impl HeightPatch {
    #[inline]
    fn index(&self, x: i32, z: i32) -> usize {
        (x + z * self.width) as usize
    }

    fn contains(&self, x: i32, z: i32) -> bool {
        (0..self.width).contains(&x) && (0..self.height).contains(&z)
    }

    /// Collects the heights of the polygon's region by flood filling from its border spans.
    fn fill_from(
        &mut self,
        heightfield: &CompactHeightfield,
        polygon: &[u16],
        vertices: &[U16Vec3],
        border_size: i32,
        region: RegionId,
    ) {
        self.data.clear();
        self.data.resize((self.width * self.height) as usize, UNSET_HEIGHT);
        let mut queue: VecDeque<(i32, i32, usize)> = VecDeque::new();

        let mut empty = true;
        // Polygons merged from several regions cannot be sampled by region.
        if region != RegionId::NONE {
            for hz in 0..self.height {
                let z = self.zmin + hz + border_size;
                for hx in 0..self.width {
                    let x = self.xmin + hx + border_size;
                    let Some(cell) = heightfield.get_cell_at(x as u16, z as u16) else {
                        continue;
                    };
                    let Some(i) = cell
                        .index_range()
                        .find(|&i| heightfield.spans[i].region == region)
                    else {
                        continue;
                    };
                    let index = self.index(hx, hz);
                    self.data[index] = heightfield.spans[i].y;
                    empty = false;

                    // Spans next to another region seed the flood fill.
                    let on_border = (0..4).any(|dir| {
                        heightfield
                            .neighbor_index(x as u16, z as u16, i, dir)
                            .is_some_and(|n| heightfield.spans[n].region != region)
                    });
                    if on_border {
                        queue.push_back((x, z, i));
                    }
                }
            }
        }

        // Rare, but happens when the polygon holds no span of its region, or when it could
        // overlap polygons of the same region.
        if empty {
            self.seed_with_polygon_center(heightfield, polygon, vertices, border_size, &mut queue);
        }

        // The seeds lie inside the polygon, so the fill does not leak onto overlapping floors.
        while let Some((cx, cz, ci)) = queue.pop_front() {
            for dir in 0..4 {
                let Some((ax, az, ai)) = heightfield.neighbor(cx as u16, cz as u16, ci, dir) else {
                    continue;
                };
                let hx = ax as i32 - self.xmin - border_size;
                let hz = az as i32 - self.zmin - border_size;
                if !self.contains(hx, hz) {
                    continue;
                }
                let index = self.index(hx, hz);
                if self.data[index] != UNSET_HEIGHT {
                    continue;
                }
                self.data[index] = heightfield.spans[ai].y;
                queue.push_back((ax as i32, az as i32, ai));
            }
        }
    }

    /// Walks from the span closest to a polygon vertex towards the polygon center and seeds the
    /// queue with the span found there.
    fn seed_with_polygon_center(
        &mut self,
        heightfield: &CompactHeightfield,
        polygon: &[u16],
        vertices: &[U16Vec3],
        border_size: i32,
        queue: &mut VecDeque<(i32, i32, usize)>,
    ) {
        const OFFSETS: [(i32, i32); 9] = [(0, 0), (-1, -1), (0, -1), (1, -1), (1, 0), (1, 1), (0, 1), (-1, 1), (-1, 0)];

        let mut start: Option<(i32, i32, usize)> = None;
        let mut dmin = UNSET_HEIGHT;
        for &v in polygon {
            let v = vertices[v as usize];
            for (ox, oz) in OFFSETS {
                let ax = v.x as i32 + ox;
                let az = v.z as i32 + oz;
                if ax < self.xmin || ax >= self.xmin + self.width || az < self.zmin || az >= self.zmin + self.height {
                    continue;
                }
                let Some(cell) = heightfield.get_cell_at((ax + border_size) as u16, (az + border_size) as u16) else {
                    continue;
                };
                for i in cell.index_range() {
                    let d = heightfield.spans[i].y.abs_diff(v.y);
                    if d < dmin {
                        start = Some((ax, az, i));
                        dmin = d;
                    }
                }
            }
        }
        let Some(start) = start else {
            warn!("no span found near polygon vertices for height sampling");
            return;
        };

        let count = polygon.len() as i32;
        let (sum_x, sum_z) = polygon.iter().fold((0, 0), |(x, z), &v| {
            let v = vertices[v as usize];
            (x + v.x as i32, z + v.z as i32)
        });
        let (pcx, pcz) = (sum_x / count, sum_z / count);

        // Depth-first walk towards the center, visiting the direct direction first.
        self.data.fill(0);
        let mut stack = vec![start];
        let mut dirs = [0_u8, 1, 2, 3];
        let mut current = start;
        loop {
            let Some((cx, cz, ci)) = stack.pop() else {
                warn!("walk towards polygon center failed to reach center");
                break;
            };
            current = (cx, cz, ci);
            if cx == pcx && cz == pcz {
                break;
            }
            let direct_dir = if cx == pcx {
                dir_for_offset(0, if pcz > cz { 1 } else { -1 })
            } else {
                dir_for_offset(if pcx > cx { 1 } else { -1 }, 0)
            } as usize;
            dirs.swap(direct_dir, 3);
            for &dir in &dirs {
                let Some(con) = heightfield.spans[ci].con(dir) else {
                    continue;
                };
                let nx = cx + dir_offset_x(dir);
                let nz = cz + dir_offset_z(dir);
                let hx = nx - self.xmin;
                let hz = nz - self.zmin;
                if !self.contains(hx, hz) {
                    continue;
                }
                let index = self.index(hx, hz);
                if self.data[index] != 0 {
                    continue;
                }
                self.data[index] = 1;
                let cell = heightfield.cell_at((nx + border_size) as u16, (nz + border_size) as u16);
                stack.push((nx, nz, cell.index() as usize + con as usize));
            }
            dirs.swap(direct_dir, 3);
        }

        let (cx, cz, ci) = current;
        self.data.fill(UNSET_HEIGHT);
        let index = self.index(cx - self.xmin, cz - self.zmin);
        self.data[index] = heightfield.spans[ci].y;
        queue.clear();
        queue.push_back((cx + border_size, cz + border_size, ci));
    }

    /// Height at the local position `(fx, fz)` in cell units. Falls back to the closest set height
    /// in a spiral of `radius` cells when the cell under the position is unset.
    fn height_at(&self, fx: f32, fy: f32, fz: f32, cs: f32, ch: f32, radius: i32) -> u16 {
        let ix = ((fx / cs + 0.01).floor() as i32 - self.xmin).clamp(0, self.width - 1);
        let iz = ((fz / cs + 0.01).floor() as i32 - self.zmin).clamp(0, self.height - 1);
        let mut h = self.data[self.index(ix, iz)];
        if h != UNSET_HEIGHT {
            return h;
        }

        let (mut x, mut z, mut dx, mut dz) = (1, 0, 1, 0);
        let max_size = radius * 2 + 1;
        let max_iterations = max_size * max_size - 1;
        let mut next_ring_start = 8;
        let mut next_ring_iterations = 16;
        let mut dmin = f32::MAX;
        for i in 0..max_iterations {
            let nx = ix + x;
            let nz = iz + z;
            if self.contains(nx, nz) {
                let nh = self.data[self.index(nx, nz)];
                if nh != UNSET_HEIGHT {
                    let d = (nh as f32 * ch - fy).abs();
                    if d < dmin {
                        h = nh;
                        dmin = d;
                    }
                }
            }
            // Stop after the first ring that produced a height.
            if i + 1 == next_ring_start {
                if h != UNSET_HEIGHT {
                    break;
                }
                next_ring_start += next_ring_iterations;
                next_ring_iterations += 8;
            }
            if x == z || (x < 0 && x == -z) || (x > 0 && x == 1 - z) {
                (dx, dz) = (-dz, dx);
            }
            x += dx;
            z += dz;
        }
        h
    }
}

struct PolySampler<'a> {
    heightfield: &'a CompactHeightfield,
    patch: &'a HeightPatch,
    sample_distance: f32,
    sample_max_error: f32,
    height_search_radius: i32,
}

impl PolySampler<'_> {
    fn sample_height(&self, pos: Vec3A) -> f32 {
        let cs = self.heightfield.cell_size;
        let ch = self.heightfield.cell_height;
        self.patch
            .height_at(pos.x, pos.y, pos.z, cs, ch, self.height_search_radius) as f32
            * ch
    }

    /// Builds the detail vertices and triangles of one polygon in patch-local space.
    fn build(&self, polygon: &[Vec3A]) -> (Vec<Vec3A>, Vec<[usize; 3]>) {
        let nin = polygon.len();
        let mut vertices = polygon.to_vec();
        let mut hull = Vec::with_capacity(MAX_VERTS);
        let cs = self.heightfield.cell_size;
        let ch = self.heightfield.cell_height;

        let min_extent = poly_min_extent(polygon);

        // Tessellate the outline first so that height values match across polygon boundaries.
        if self.sample_distance > 0.0 {
            let mut j = nin - 1;
            for i in 0..nin {
                let (mut vj, mut vi) = (polygon[j], polygon[i]);
                // Process edges in a consistent order, or neighbors get seams.
                let swapped = if (vj.x - vi.x).abs() < 1e-6 {
                    vj.z > vi.z
                } else {
                    vj.x > vi.x
                };
                if swapped {
                    std::mem::swap(&mut vj, &mut vi);
                }

                let delta = vi - vj;
                let d = (delta.x * delta.x + delta.z * delta.z).sqrt();
                let mut nn = 1 + (d / self.sample_distance).floor() as usize;
                nn = nn.min(MAX_VERTS_PER_EDGE - 1);
                if vertices.len() + nn >= MAX_VERTS {
                    nn = (MAX_VERTS - 1).saturating_sub(vertices.len()).max(1);
                }

                let edge: Vec<Vec3A> = (0..=nn)
                    .map(|k| {
                        let u = k as f32 / nn as f32;
                        let mut pos = vj + delta * u;
                        pos.y = self.sample_height(pos);
                        pos
                    })
                    .collect();

                // Simplify samples.
                let mut idx = vec![0, nn];
                let mut k = 0;
                while k + 1 < idx.len() {
                    let (a, b) = (idx[k], idx[k + 1]);
                    let (va, vb) = (edge[a], edge[b]);
                    let mut maxd = 0.0;
                    let mut maxi = None;
                    for (m, &point) in edge.iter().enumerate().take(b).skip(a + 1) {
                        let dev = distance_squared_pt_seg(point, va, vb);
                        if dev > maxd {
                            maxd = dev;
                            maxi = Some(m);
                        }
                    }
                    match maxi {
                        Some(m) if maxd > self.sample_max_error * self.sample_max_error => {
                            idx.insert(k + 1, m);
                        }
                        _ => k += 1,
                    }
                }

                hull.push(j);
                let inner = &idx[1..idx.len() - 1];
                let mut add = |k: usize| {
                    if vertices.len() < MAX_VERTS {
                        hull.push(vertices.len());
                        vertices.push(edge[k]);
                    }
                };
                if swapped {
                    inner.iter().rev().for_each(|&k| add(k));
                } else {
                    inner.iter().for_each(|&k| add(k));
                }
                j = i;
            }
        } else {
            hull.extend(0..nin);
        }

        let mut triangles = triangulate_hull(&vertices, &hull, nin);

        // Slivers and small triangles get no interior samples.
        if min_extent < self.sample_distance * 2.0 {
            return (vertices, triangles);
        }
        if triangles.is_empty() {
            warn!(vertices = nin, "could not triangulate polygon");
            return (vertices, triangles);
        }

        if self.sample_distance > 0.0 {
            let (bmin, bmax) = polygon.iter().fold((polygon[0], polygon[0]), |(min, max), &v| (min.min(v), max.max(v)));
            let x0 = (bmin.x / self.sample_distance).floor() as i32;
            let x1 = (bmax.x / self.sample_distance).ceil() as i32;
            let z0 = (bmin.z / self.sample_distance).floor() as i32;
            let z1 = (bmax.z / self.sample_distance).ceil() as i32;

            let mut samples: Vec<(i32, u16, i32, bool)> = Vec::new();
            for z in z0..z1 {
                for x in x0..x1 {
                    let pt = Vec3A::new(
                        x as f32 * self.sample_distance,
                        (bmax.y + bmin.y) * 0.5,
                        z as f32 * self.sample_distance,
                    );
                    // Keep samples away from the edges.
                    if dist_to_poly(polygon, pt) > -self.sample_distance / 2.0 {
                        continue;
                    }
                    let h = self
                        .patch
                        .height_at(pt.x, pt.y, pt.z, cs, ch, self.height_search_radius);
                    samples.push((x, h, z, false));
                }
            }

            // Add the sample with the most error until all are within the threshold.
            for _ in 0..samples.len() {
                if vertices.len() >= MAX_VERTS {
                    break;
                }
                let mut best: Option<(usize, f32, Vec3A)> = None;
                for (i, &(x, h, z, added)) in samples.iter().enumerate() {
                    if added {
                        continue;
                    }
                    let pt = Vec3A::new(
                        x as f32 * self.sample_distance + jitter_x(i) * cs * 0.1,
                        h as f32 * ch,
                        z as f32 * self.sample_distance + jitter_z(i) * cs * 0.1,
                    );
                    let Some(d) = dist_to_tri_mesh(pt, &vertices, &triangles) else {
                        continue;
                    };
                    if best.is_none_or(|(_, best_d, _)| d > best_d) {
                        best = Some((i, d, pt));
                    }
                }
                let Some((index, d, pt)) = best else {
                    break;
                };
                if d <= self.sample_max_error {
                    break;
                }
                samples[index].3 = true;
                vertices.push(pt);
                // TODO: add the sample incrementally instead of rebuilding the triangulation.
                triangles = delaunay_hull(&vertices, &hull);
            }
        }

        if triangles.len() > MAX_TRIS {
            error!(
                "shrinking detail triangle count from {} to max {MAX_TRIS}",
                triangles.len()
            );
            triangles.truncate(MAX_TRIS);
        }
        (vertices, triangles)
    }
}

=== Prompt ===
Restate word for word the entries above, starting at the line with "let mut vertices = polygon.to_vec();" and ending at the line with "let d = (delta.x", inclusive, and no others.

=== Answer to this task ===
        let mut vertices = polygon.to_vec();
        let mut hull = Vec::with_capacity(MAX_VERTS);
        let cs = self.heightfield.cell_size;
        let ch = self.heightfield.cell_height;

        let min_extent = poly_min_extent(polygon);

        // Tessellate the outline first so that height values match across polygon boundaries.
        if self.sample_distance > 0.0 {
            let mut j = nin - 1;
            for i in 0..nin {
                let (mut vj, mut vi) = (polygon[j], polygon[i]);
                // Process edges in a consistent order, or neighbors get seams.
                let swapped = if (vj.x - vi.x).abs() < 1e-6 {
                    vj.z > vi.z
                } else {
                    vj.x > vi.x
                };
                if swapped {
                    std::mem::swap(&mut vj, &mut vi);
                }

                let delta = vi - vj;
                let d = (delta.x * delta.x + delta.z * delta.z).sqrt();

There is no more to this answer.